- _Work instruction_: Your answer should hold each line of the material that contains the word "room".
———
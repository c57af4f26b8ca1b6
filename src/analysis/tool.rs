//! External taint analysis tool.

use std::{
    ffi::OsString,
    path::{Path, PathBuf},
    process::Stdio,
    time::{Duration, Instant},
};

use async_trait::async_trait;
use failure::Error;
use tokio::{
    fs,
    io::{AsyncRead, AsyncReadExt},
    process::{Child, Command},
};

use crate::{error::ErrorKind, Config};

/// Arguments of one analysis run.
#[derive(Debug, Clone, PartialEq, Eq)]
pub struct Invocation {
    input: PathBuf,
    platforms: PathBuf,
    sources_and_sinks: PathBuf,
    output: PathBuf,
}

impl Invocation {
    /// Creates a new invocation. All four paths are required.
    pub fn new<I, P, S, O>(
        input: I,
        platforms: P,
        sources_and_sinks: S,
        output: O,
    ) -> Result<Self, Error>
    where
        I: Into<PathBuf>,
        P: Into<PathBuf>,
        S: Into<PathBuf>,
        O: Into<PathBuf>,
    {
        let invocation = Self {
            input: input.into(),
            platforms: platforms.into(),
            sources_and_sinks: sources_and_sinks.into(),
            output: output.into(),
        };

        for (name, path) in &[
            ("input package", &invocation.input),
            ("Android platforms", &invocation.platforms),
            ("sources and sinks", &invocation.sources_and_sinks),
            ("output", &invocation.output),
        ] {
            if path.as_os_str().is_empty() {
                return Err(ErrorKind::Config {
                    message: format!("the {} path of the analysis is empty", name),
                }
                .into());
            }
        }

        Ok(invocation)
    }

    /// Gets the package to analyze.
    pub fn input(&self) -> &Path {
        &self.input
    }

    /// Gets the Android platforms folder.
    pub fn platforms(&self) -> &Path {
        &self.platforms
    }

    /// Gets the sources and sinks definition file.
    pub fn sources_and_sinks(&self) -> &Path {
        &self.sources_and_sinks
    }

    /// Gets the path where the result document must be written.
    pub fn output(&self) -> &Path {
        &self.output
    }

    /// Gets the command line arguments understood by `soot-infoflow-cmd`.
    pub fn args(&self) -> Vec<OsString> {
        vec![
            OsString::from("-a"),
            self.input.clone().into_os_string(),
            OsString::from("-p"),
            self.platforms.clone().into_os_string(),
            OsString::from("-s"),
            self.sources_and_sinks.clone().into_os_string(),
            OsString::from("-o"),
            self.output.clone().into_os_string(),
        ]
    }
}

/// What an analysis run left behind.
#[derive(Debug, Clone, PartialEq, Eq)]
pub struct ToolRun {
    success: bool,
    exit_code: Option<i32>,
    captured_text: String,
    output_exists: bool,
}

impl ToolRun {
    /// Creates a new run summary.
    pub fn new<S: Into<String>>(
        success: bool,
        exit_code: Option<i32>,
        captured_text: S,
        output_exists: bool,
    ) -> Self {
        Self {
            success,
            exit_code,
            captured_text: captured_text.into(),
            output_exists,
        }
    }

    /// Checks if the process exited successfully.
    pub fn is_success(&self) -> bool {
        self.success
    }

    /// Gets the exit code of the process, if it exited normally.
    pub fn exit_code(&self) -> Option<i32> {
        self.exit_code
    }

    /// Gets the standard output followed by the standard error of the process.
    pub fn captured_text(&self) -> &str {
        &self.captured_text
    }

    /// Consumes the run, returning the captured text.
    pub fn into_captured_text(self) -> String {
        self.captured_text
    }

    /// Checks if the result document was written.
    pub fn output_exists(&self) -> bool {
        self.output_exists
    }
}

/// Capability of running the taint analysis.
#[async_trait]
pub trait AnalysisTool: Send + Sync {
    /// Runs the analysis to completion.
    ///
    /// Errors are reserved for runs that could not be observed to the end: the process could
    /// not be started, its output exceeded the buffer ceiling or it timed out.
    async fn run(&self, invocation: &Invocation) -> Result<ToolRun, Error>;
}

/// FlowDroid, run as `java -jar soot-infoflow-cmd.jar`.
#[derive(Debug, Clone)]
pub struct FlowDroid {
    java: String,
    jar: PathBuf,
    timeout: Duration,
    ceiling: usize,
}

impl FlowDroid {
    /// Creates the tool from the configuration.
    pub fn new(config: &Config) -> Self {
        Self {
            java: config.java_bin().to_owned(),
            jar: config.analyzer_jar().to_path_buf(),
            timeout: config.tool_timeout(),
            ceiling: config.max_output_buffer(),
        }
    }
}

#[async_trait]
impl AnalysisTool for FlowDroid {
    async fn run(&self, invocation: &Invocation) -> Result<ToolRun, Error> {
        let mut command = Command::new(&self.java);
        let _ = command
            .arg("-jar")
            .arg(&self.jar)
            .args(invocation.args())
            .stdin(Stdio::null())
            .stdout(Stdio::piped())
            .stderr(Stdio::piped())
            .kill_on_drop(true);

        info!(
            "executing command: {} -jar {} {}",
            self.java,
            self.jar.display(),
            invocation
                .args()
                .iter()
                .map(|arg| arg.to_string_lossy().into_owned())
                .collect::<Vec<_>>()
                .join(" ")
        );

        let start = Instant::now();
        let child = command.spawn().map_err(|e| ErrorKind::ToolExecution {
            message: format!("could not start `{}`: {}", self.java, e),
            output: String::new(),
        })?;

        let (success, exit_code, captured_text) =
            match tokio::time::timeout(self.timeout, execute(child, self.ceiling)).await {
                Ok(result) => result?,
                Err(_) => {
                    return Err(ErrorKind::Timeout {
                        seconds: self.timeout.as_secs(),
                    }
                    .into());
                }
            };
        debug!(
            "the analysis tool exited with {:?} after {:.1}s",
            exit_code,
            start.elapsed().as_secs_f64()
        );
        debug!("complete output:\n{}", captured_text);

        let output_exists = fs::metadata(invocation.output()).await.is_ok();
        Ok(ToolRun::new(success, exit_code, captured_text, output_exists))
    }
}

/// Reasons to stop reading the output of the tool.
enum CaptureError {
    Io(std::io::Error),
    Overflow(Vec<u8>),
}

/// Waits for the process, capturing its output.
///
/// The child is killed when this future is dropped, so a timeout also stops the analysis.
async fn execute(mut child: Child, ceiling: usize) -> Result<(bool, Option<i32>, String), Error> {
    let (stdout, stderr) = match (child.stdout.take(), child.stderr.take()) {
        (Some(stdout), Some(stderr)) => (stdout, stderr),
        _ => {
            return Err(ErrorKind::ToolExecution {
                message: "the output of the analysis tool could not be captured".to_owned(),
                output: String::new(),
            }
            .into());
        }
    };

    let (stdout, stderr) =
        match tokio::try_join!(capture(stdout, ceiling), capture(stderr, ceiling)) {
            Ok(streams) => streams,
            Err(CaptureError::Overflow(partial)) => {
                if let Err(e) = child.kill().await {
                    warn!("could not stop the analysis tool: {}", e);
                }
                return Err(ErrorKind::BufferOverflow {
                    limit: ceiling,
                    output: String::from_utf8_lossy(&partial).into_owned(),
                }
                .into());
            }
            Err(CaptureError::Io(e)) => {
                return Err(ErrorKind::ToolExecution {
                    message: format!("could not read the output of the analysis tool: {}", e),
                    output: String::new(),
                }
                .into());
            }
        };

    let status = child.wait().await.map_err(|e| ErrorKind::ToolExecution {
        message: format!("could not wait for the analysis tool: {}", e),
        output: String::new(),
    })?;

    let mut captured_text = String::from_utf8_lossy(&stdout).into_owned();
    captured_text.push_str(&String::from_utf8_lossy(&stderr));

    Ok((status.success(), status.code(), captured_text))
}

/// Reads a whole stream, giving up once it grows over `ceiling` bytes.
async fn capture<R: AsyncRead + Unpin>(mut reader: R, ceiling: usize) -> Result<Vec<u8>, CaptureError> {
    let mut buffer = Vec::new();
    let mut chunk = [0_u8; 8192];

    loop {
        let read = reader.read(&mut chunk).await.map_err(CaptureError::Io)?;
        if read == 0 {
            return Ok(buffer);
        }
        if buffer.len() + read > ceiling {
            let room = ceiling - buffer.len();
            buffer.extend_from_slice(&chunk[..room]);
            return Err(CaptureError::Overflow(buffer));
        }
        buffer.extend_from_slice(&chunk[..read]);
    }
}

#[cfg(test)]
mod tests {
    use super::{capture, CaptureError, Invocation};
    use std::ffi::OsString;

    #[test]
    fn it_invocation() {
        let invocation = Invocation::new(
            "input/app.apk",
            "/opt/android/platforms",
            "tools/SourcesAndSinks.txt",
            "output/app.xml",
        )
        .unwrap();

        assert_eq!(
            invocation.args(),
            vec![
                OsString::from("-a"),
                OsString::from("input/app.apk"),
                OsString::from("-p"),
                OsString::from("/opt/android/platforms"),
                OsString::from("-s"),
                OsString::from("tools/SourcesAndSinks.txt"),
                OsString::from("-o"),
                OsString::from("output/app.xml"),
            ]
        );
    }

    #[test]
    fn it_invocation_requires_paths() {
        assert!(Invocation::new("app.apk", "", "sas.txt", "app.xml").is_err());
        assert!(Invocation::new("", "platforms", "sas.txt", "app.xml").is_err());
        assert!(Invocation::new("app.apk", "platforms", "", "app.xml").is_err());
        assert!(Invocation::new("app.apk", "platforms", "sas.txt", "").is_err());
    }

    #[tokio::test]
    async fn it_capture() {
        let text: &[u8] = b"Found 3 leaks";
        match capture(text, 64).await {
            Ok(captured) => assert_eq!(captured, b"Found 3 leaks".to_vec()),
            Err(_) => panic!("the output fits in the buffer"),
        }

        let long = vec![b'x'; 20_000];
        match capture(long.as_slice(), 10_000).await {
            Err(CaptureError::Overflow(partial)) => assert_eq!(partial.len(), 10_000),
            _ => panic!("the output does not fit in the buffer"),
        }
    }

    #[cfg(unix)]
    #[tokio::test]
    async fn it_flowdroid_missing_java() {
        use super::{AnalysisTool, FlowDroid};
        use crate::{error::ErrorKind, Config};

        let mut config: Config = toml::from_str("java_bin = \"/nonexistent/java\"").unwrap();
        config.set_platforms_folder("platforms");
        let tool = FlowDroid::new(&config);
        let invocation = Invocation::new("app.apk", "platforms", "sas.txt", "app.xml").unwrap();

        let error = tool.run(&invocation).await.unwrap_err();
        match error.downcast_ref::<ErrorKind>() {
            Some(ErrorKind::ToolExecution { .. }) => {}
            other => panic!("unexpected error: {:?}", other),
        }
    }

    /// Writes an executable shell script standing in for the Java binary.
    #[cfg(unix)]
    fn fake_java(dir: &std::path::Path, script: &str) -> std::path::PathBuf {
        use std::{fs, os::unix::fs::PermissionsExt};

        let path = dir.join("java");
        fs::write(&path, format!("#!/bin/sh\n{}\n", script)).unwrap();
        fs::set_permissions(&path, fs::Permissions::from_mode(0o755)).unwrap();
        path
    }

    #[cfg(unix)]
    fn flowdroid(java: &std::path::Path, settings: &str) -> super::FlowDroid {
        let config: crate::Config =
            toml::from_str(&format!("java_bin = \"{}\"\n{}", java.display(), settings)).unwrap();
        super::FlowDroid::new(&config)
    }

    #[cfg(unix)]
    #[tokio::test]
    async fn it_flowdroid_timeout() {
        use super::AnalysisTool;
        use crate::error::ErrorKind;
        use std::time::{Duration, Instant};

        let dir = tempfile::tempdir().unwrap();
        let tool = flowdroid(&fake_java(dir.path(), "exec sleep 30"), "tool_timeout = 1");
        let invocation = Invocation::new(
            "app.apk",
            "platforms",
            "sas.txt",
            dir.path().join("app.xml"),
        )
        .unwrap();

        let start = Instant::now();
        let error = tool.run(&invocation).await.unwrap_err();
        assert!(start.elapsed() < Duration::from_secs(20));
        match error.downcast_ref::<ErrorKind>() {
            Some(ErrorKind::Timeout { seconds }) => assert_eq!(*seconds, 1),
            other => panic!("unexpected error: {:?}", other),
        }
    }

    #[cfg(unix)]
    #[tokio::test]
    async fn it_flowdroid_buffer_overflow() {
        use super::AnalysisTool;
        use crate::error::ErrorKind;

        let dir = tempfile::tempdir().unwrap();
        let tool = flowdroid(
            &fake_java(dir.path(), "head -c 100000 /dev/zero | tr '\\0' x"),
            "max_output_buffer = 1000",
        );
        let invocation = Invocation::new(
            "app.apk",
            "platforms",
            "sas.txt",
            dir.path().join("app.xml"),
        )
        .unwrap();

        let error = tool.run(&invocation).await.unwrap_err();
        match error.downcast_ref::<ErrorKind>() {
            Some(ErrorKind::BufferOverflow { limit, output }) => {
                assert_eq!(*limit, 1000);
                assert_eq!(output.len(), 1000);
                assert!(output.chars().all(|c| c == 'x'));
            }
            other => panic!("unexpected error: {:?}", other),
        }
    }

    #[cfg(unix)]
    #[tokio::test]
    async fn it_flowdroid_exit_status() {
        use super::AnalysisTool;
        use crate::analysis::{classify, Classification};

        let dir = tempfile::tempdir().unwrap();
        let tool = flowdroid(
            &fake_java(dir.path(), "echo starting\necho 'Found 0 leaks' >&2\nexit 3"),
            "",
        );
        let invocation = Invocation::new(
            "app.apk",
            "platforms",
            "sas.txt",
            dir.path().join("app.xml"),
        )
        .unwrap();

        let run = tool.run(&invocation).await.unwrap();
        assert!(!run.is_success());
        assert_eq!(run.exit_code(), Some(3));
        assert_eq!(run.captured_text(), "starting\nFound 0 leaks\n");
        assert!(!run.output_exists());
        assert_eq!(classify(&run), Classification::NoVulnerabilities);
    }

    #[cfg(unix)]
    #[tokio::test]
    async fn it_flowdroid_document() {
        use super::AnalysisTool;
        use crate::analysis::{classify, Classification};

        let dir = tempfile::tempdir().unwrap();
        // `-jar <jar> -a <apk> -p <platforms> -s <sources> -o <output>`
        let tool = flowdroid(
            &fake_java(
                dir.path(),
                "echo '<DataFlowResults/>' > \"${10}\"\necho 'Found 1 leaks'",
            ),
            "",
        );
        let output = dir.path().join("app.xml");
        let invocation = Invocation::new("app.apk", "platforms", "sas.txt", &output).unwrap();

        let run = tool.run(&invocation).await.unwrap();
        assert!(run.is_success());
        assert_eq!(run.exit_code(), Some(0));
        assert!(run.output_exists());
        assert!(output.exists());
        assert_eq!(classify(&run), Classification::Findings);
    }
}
———
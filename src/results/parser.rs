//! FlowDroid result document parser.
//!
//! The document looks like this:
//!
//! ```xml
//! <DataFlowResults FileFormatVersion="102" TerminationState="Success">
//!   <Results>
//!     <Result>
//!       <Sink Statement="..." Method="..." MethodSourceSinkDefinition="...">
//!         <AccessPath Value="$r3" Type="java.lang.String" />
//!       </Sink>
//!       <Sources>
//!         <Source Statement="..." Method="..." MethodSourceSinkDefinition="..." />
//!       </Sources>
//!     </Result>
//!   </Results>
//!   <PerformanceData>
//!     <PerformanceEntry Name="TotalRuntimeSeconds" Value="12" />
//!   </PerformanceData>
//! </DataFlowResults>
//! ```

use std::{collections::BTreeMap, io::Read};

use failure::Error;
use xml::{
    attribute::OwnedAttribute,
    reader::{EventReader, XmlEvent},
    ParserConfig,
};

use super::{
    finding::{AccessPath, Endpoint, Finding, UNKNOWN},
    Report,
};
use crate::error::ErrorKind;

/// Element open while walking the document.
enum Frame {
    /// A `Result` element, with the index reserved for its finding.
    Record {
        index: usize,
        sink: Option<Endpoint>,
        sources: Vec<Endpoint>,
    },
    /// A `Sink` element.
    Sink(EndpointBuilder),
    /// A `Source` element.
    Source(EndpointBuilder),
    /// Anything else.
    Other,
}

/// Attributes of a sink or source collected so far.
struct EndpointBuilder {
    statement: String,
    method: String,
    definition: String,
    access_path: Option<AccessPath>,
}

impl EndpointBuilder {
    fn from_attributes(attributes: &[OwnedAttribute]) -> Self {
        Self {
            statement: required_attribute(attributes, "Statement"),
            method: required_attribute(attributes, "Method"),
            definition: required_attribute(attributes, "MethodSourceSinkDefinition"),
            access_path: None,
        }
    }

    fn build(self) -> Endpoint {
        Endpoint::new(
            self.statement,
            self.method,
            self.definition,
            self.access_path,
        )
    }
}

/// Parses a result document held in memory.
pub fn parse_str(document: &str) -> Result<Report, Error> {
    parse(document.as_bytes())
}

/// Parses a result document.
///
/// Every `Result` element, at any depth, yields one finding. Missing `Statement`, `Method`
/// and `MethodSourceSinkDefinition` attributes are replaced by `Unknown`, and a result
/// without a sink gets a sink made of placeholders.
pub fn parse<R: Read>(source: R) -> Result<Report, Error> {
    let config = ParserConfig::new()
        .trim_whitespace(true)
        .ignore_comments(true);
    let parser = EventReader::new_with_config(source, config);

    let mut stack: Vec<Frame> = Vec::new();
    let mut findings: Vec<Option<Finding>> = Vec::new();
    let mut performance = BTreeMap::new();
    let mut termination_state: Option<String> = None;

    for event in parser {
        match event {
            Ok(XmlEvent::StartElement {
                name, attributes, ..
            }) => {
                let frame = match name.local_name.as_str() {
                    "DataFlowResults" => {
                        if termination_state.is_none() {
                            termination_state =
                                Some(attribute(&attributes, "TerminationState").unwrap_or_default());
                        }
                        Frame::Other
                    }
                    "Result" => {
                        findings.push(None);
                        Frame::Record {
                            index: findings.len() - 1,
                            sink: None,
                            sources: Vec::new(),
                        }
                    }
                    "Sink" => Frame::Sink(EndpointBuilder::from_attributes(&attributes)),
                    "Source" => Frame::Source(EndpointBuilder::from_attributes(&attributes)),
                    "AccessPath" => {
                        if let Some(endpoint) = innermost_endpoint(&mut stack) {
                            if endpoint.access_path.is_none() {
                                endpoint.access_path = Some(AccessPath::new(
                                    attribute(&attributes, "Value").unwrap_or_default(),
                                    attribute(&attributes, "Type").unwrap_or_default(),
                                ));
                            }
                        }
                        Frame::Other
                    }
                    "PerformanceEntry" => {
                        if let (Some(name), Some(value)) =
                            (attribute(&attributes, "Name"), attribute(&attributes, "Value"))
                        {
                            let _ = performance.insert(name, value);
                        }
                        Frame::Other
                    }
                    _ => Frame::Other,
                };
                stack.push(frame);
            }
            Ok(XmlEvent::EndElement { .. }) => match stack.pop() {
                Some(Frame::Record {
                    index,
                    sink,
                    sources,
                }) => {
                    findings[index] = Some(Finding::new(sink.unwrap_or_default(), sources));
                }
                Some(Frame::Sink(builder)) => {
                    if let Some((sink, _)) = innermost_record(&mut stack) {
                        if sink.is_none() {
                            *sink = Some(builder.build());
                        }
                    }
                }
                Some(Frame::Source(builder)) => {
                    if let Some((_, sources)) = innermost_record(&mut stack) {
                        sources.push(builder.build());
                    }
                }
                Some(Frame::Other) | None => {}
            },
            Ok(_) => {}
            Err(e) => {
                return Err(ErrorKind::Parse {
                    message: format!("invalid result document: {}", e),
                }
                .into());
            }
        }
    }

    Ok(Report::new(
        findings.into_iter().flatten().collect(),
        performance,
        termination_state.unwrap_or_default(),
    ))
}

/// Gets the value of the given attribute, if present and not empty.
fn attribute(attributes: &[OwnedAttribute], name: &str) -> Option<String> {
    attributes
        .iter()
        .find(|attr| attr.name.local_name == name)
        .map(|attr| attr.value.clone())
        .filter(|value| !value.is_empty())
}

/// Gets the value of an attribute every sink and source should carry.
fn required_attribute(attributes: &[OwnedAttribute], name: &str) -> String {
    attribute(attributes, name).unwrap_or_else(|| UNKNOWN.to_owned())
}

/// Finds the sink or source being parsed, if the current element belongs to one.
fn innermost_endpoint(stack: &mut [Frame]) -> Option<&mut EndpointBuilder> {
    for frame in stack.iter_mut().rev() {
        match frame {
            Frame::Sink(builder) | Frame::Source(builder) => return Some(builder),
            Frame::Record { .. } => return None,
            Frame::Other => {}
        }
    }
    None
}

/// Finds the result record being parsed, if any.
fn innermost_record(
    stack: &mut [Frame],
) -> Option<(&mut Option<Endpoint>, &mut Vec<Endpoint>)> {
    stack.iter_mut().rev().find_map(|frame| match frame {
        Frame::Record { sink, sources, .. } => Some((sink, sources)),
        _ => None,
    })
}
———
- _Your solution_:
            let room = ceiling - buffer.len();
            buffer.extend_from_slice(&chunk[..room]);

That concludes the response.